A purple sweet potato contains about 85 calories per 100 grams of cooked flesh. A medium-sized purple sweet potato (around 130 to 150 grams) comes in at roughly 110 to 130 calories, putting it in the same ballpark as its orange-fleshed cousin. The calorie count is modest for a starchy vegetable, largely because purple sweet potatoes are 63 to 74 percent water.
Full Nutritional Breakdown
On a dry-weight basis, purple sweet potatoes are about 79 percent carbohydrates, with starch making up the bulk at around 57 percent. They contain roughly 2.3 grams of protein and just 0.5 grams of fat per dry weight. Reducing sugars are low at about 3 grams per 100 grams dry weight, which means purple sweet potatoes taste less sweet than many orange varieties.
Where purple sweet potatoes stand out is fiber. Compared to white, red, and yellow sweet potatoes, the purple variety has the highest total dietary fiber content. That fiber is split almost evenly between soluble and insoluble types, which is unusual. Soluble fiber slows digestion and helps stabilize blood sugar, while insoluble fiber supports gut motility. For a 100-gram serving on a dry-weight basis, you’re looking at roughly 16 grams of total dietary fiber.
How Purple Compares to Orange
Calorie-wise, purple and orange sweet potatoes are nearly identical. The meaningful differences are in what else you get. Orange sweet potatoes are famously rich in beta-carotene, the pigment your body converts to vitamin A. Purple sweet potatoes contain very little beta-carotene. Instead, their deep violet color comes from anthocyanins, the same class of antioxidant pigments found in blueberries and red cabbage.
USDA research on popular varieties shows anthocyanin levels ranging widely. Stokes Purple, one of the most common purple sweet potatoes sold in the U.S., contains 47 to 97 milligrams of anthocyanins per 100 grams raw, depending on how it’s prepared. The Okinawan variety, which has a lighter purple flesh, contains 10 to 21 milligrams per 100 grams. Cooking doesn’t destroy these compounds. In fact, cooked Stokes Purple retained 78 to 80 milligrams per 100 grams in USDA testing.
Purple sweet potatoes also have a higher starch content than yellow varieties (53 to 56 percent versus 46 to 53 percent), which contributes to their denser, drier texture when cooked.
How Cooking Method Affects Calories
The calorie count of a purple sweet potato doesn’t change dramatically between baking and boiling.
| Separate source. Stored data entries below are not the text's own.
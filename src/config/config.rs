use alloy::primitives::Address;
use alloy::providers::MULTICALL3_ADDRESS;
use config::{Config, ConfigError, File};
use serde::Deserialize;

use crate::error::{MulticallError, Result};

/// Root configuration for the multicall client.
///
/// Loaded from `config.yaml` (or any format the `config` crate understands).
#[derive(Debug, Deserialize, Clone)]
pub struct Settings {
    /// HTTP endpoint of the node used for `eth_call`
    pub rpc_url: String,
    /// Multicall contract; also the target of calls that do not name one
    #[serde(default = "default_multicall_address")]
    pub multicall_address: String,
    /// Pin every aggregate call to this block instead of `latest`
    #[serde(default)]
    pub block: Option<u64>,
    /// Upper bound on cached envelopes. Unbounded when absent.
    #[serde(default)]
    pub envelope_cache_capacity: Option<u64>,
}

fn default_multicall_address() -> String {
    MULTICALL3_ADDRESS.to_string()
}

impl Settings {
    pub fn new() -> std::result::Result<Self, ConfigError> {
        Self::from_path("config")
    }

    pub fn from_path(path: &str) -> std::result::Result<Self, ConfigError> {
        let s = Config::builder()
            .add_source(File::with_name(path))
            .build()?;

        Self::from_config(s)
    }

    fn from_config(s: Config) -> std::result::Result<Self, ConfigError> {
        let settings: Settings = s.try_deserialize()?;

        Ok(settings)
    }

    pub fn multicall_address(&self) -> Result<Address> {
        self.multicall_address
            .parse()
            .map_err(|_| MulticallError::InvalidAddress(self.multicall_address.clone()))
    }
}

#[cfg(test)]
mod tests {
    use super::*;
    use config::FileFormat;

    fn load(yaml: &str) -> std::result::Result<Settings, ConfigError> {
        let s = Config::builder()
            .add_source(File::from_str(yaml, FileFormat::Yaml))
            .build()?;
        Settings::from_config(s)
    }

    #[test]
    fn test_defaults_to_multicall3() {
        let settings = load("rpc_url: http://localhost:8545").unwrap();

        assert_eq!(settings.multicall_address().unwrap(), MULTICALL3_ADDRESS);
        assert_eq!(settings.block, None);
        assert_eq!(settings.envelope_cache_capacity, None);
    }

    #[test]
    fn test_overrides() {
        let settings = load(
            "rpc_url: http://localhost:8545\n\
             multicall_address: \"0xeefba1e63905ef1d7acba5a8513c70307c1ce441\"\n\
             block: 19000000\n\
             envelope_cache_capacity: 512\n",
        )
        .unwrap();

        assert_eq!(
            settings.multicall_address().unwrap(),
            "0xeefba1e63905ef1d7acba5a8513c70307c1ce441"
                .parse::<Address>()
                .unwrap()
        );
        assert_eq!(settings.block, Some(19_000_000));
        assert_eq!(settings.envelope_cache_capacity, Some(512));
    }

    #[test]
    fn test_invalid_address() {
        let settings = load("rpc_url: x\nmulticall_address: nope").unwrap();

        assert!(matches!(
            settings.multicall_address(),
            Err(MulticallError::InvalidAddress(_))
        ));
    }

    #[test]
    fn test_missing_rpc_url() {
        assert!(load("block: 1").is_err());
    }
}
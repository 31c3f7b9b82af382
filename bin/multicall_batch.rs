use std::collections::BTreeMap;

use anyhow::{bail, Context};
use jemallocator::Jemalloc;
use log::{info, LevelFilter};
use serde::Deserialize;
use serde_json::Value;
use simple_logger::SimpleLogger;

#[global_allocator]
static GLOBAL: Jemalloc = Jemalloc;

use multicall_batch::{utils::display_value, Call, Multicall, Settings};

/// One entry of the calls file:
/// `{ "call": ["balanceOf(address)(uint256)", "0x..."], "target": "0x...", "returns": [["bal"]] }`
#[derive(Debug, Deserialize)]
struct CallEntry {
    call: Vec<Value>,
    #[serde(default)]
    target: Option<String>,
    #[serde(default)]
    returns: Vec<ReturnEntry>,
}

/// `"key"` or `["key", ...]`. Anything after the key names a transform,
/// which cannot be expressed in a file and is ignored.
#[derive(Debug, Deserialize)]
#[serde(untagged)]
enum ReturnEntry {
    Key(String),
    Entry(Vec<Value>),
}

impl ReturnEntry {
    fn into_key(self) -> anyhow::Result<String> {
        match self {
            Self::Key(key) => Ok(key),
            Self::Entry(parts) => match parts.into_iter().next() {
                Some(Value::String(key)) => Ok(key),
                _ => bail!("`returns` entries must start with a key string"),
            },
        }
    }
}

impl CallEntry {
    fn into_call(self) -> anyhow::Result<Call> {
        let mut parts = self.call.into_iter();
        let Some(Value::String(signature)) = parts.next() else {
            bail!("`call` must start with a signature string");
        };

        let mut call = Call::signature(signature).args(parts);
        if let Some(target) = &self.target {
            call = call.target_str(target)?;
        }

        for entry in self.returns {
            call = call.returns(entry.into_key()?);
        }

        Ok(call)
    }
}

#[tokio::main()]
async fn main() -> anyhow::Result<()> {
    SimpleLogger::new()
        .with_level(LevelFilter::Info)
        .init()
        .context("Failed to initialise logger")?;

    let path = std::env::args()
        .nth(1)
        .context("Usage: multicall-batch <calls.json>")?;

    // Load configuration
    let settings = Settings::new()
        .context("Failed to load config.yaml. Please ensure it exists and is valid")?;

    let contents =
        std::fs::read_to_string(&path).with_context(|| format!("Failed to read {path}"))?;
    let entries: Vec<CallEntry> =
        serde_json::from_str(&contents).with_context(|| format!("Invalid calls file {path}"))?;
    let calls = entries
        .into_iter()
        .map(CallEntry::into_call)
        .collect::<anyhow::Result<Vec<_>>>()?;

    let multicall =
        Multicall::from_settings(&settings).context("Failed to create multicall client")?;

    info!(
        "Aggregating {} calls through {}",
        calls.len(),
        multicall.address()
    );

    let output = multicall
        .aggregate(&calls)
        .await
        .context("Aggregate call failed")?;

    info!("Block {}", output.results.block_number);

    let sorted: BTreeMap<_, _> = output.results.transformed.iter().collect();
    for (key, value) in sorted {
        info!("{key} = {}", display_value(value));
    }

    Ok(())
}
What changes is how your body processes those calories. Boiling tends to retain the potato’s moisture, keeping its energy density low at roughly 85 calories per 100 grams. Baking concentrates flavors slightly as moisture evaporates, but the calorie difference per whole potato is negligible.
The more interesting effect is on resistant starch. A portion of the starch in purple sweet potatoes resists digestion, meaning it passes through your system more like fiber than like a simple carb. About 43 percent of the starch in raw purple sweet potato is classified as resistant starch. Cooking breaks some of this down, but cooling the potato after cooking (as you would for a salad) allows resistant starch to re-form. This means a cold purple sweet potato effectively delivers fewer absorbable calories than one eaten hot, even though the number on a nutrition label stays the same.
Blood Sugar Impact
Despite their modest calorie count, purple sweet potatoes can spike blood sugar more than you might expect if you eat them boiled and plain. Boiled purple sweet potato has a glycemic index around 84, which falls in the high category. That number drops significantly with processing that preserves more resistant starch. Purple sweet potato noodles, for example, score around 64 (medium range), and versions made with added resistant starch drop to about 59.
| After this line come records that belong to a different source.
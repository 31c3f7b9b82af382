use alloy::dyn_abi::{DynSolType, DynSolValue};

use crate::utils::display_value;

/// Post-processing applied to a decoded return field, chosen by its declared type.
#[derive(Clone, Copy, Debug, PartialEq, Eq)]
pub enum FieldKind {
    /// `bool`: true only when the value prints exactly as `"true"`
    Bool,
    PassThrough,
}

impl From<&DynSolType> for FieldKind {
    fn from(ty: &DynSolType) -> Self {
        match ty {
            DynSolType::Bool => Self::Bool,
            _ => Self::PassThrough,
        }
    }
}

impl FieldKind {
    pub fn normalize(self, value: DynSolValue) -> DynSolValue {
        match self {
            // Compares the printed form, not the decoded flag. Anything that
            // does not print as exactly "true" becomes false.
            Self::Bool => DynSolValue::Bool(display_value(&value) == "true"),
            Self::PassThrough => value,
        }
    }
}

#[cfg(test)]
mod tests {
    use super::*;
    use alloy::primitives::U256;

    #[test]
    fn test_kind_dispatch() {
        assert_eq!(FieldKind::from(&DynSolType::Bool), FieldKind::Bool);
        assert_eq!(FieldKind::from(&DynSolType::Uint(256)), FieldKind::PassThrough);
        assert_eq!(
            FieldKind::from(&DynSolType::Array(Box::new(DynSolType::Bool))),
            FieldKind::PassThrough
        );
    }

    #[test]
    fn test_bool_coercion_is_string_based() {
        assert_eq!(
            FieldKind::Bool.normalize(DynSolValue::Bool(true)),
            DynSolValue::Bool(true)
        );
        assert_eq!(
            FieldKind::Bool.normalize(DynSolValue::Bool(false)),
            DynSolValue::Bool(false)
        );
        // A truthy non-bool does not print as "true"
        assert_eq!(
            FieldKind::Bool.normalize(DynSolValue::Uint(U256::from(1), 256)),
            DynSolValue::Bool(false)
        );
        assert_eq!(
            FieldKind::Bool.normalize(DynSolValue::String("true".into())),
            DynSolValue::Bool(true)
        );
        assert_eq!(
            FieldKind::Bool.normalize(DynSolValue::String("TRUE".into())),
            DynSolValue::Bool(false)
        );
    }

    #[test]
    fn test_pass_through_untouched() {
        let value = DynSolValue::Uint(U256::from(1), 256);

        assert_eq!(FieldKind::PassThrough.normalize(value.clone()), value);
    }
}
The high fiber content helps buffer the blood sugar response compared to white potatoes, but if glycemic impact matters to you, eating purple sweet potatoes cooled or paired with protein and fat will slow glucose absorption more than eating them hot on their own.
Best Ways to Get the Most From Your Calories
If you’re counting calories, purple sweet potatoes are one of the more nutrient-dense ways to spend 110 to 130 calories. To maximize what you get from each serving, keep a few things in mind:
- Eat the skin. Much of the fiber and a concentrated layer of anthocyanins sit in and just beneath the skin.
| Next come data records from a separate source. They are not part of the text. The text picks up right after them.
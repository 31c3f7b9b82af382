use std::sync::Arc;

use alloy::primitives::Address;
use log::debug;

use crate::call::{normalize, Call, CallDescriptor};
use crate::config::Settings;
use crate::decoder::{
    decode_native, decode_response, map_results, AggregateOutput, BatchResponse, DecodedBatch,
};
use crate::envelope::{bounded_store, unbounded_store, EnvelopeBuilder};
use crate::error::Result;
use crate::invoker::{invoke, CallExecutor, RpcExecutor};

/// Batches read calls into one `aggregate` round trip.
///
/// Cloning is cheap; clones share the executor and the envelope cache.
pub struct Multicall<E> {
    executor: Arc<E>,
    envelopes: Arc<EnvelopeBuilder>,
    address: Address,
}

impl<E> Clone for Multicall<E> {
    fn clone(&self) -> Self {
        Self {
            executor: self.executor.clone(),
            envelopes: self.envelopes.clone(),
            address: self.address,
        }
    }
}

impl Multicall<RpcExecutor> {
    /// Client for the configured node and multicall contract.
    pub fn from_settings(settings: &Settings) -> Result<Self> {
        let mut executor = RpcExecutor::new(&settings.rpc_url)?;
        if let Some(block) = settings.block {
            executor = executor.at_block(block);
        }

        let envelopes = match settings.envelope_cache_capacity {
            Some(capacity) => EnvelopeBuilder::new(Arc::new(bounded_store(capacity))),
            None => EnvelopeBuilder::new(Arc::new(unbounded_store())),
        };

        Ok(Self::with_envelopes(
            executor,
            settings.multicall_address()?,
            Arc::new(envelopes),
        ))
    }
}

impl<E: CallExecutor> Multicall<E> {
    pub fn new(executor: E, address: Address) -> Self {
        Self::with_envelopes(executor, address, Arc::new(EnvelopeBuilder::default()))
    }

    /// Use a caller-owned envelope builder, e.g. to share one cache between clients.
    pub fn with_envelopes(executor: E, address: Address, envelopes: Arc<EnvelopeBuilder>) -> Self {
        Self {
            executor: Arc::new(executor),
            envelopes,
            address,
        }
    }

    pub fn address(&self) -> Address {
        self.address
    }

    pub fn envelopes(&self) -> &EnvelopeBuilder {
        &self.envelopes
    }

    pub fn normalize(&self, calls: &[Call]) -> Result<Vec<CallDescriptor>> {
        normalize(calls, self.address)
    }

    /// Run `calls` and map their return fields onto the requested keys.
    pub async fn aggregate(&self, calls: &[Call]) -> Result<AggregateOutput> {
        let descriptors = self.normalize(calls)?;
        let response = self.submit(&descriptors).await?;

        map_results(&descriptors, response)
    }

    /// Run `calls` and return each call's decoded values as-is.
    pub async fn aggregate_decoded(&self, calls: &[Call]) -> Result<DecodedBatch> {
        let descriptors = self.normalize(calls)?;
        let response = self.submit(&descriptors).await?;

        decode_native(&descriptors, response)
    }

    async fn submit(&self, descriptors: &[CallDescriptor]) -> Result<BatchResponse> {
        let envelope = self.envelopes.build(descriptors)?;
        let data = invoke(&*self.executor, self.address, &envelope, descriptors.len()).await?;
        let response = decode_response(&data, descriptors.len())?;

        debug!(
            "Aggregate of {} calls answered at block {}",
            descriptors.len(),
            response.block_number
        );

        Ok(response)
    }
}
- Try them cold. Potato salads, grain bowls, or chilled slices boost resistant starch, effectively lowering the glycemic hit.
- Pair with fat. A small amount of oil or butter helps your body absorb fat-soluble nutrients and slows digestion.
- Choose darker varieties. Stokes Purple delivers three to five times more anthocyanins than lighter Okinawan types for roughly the same calorie cost.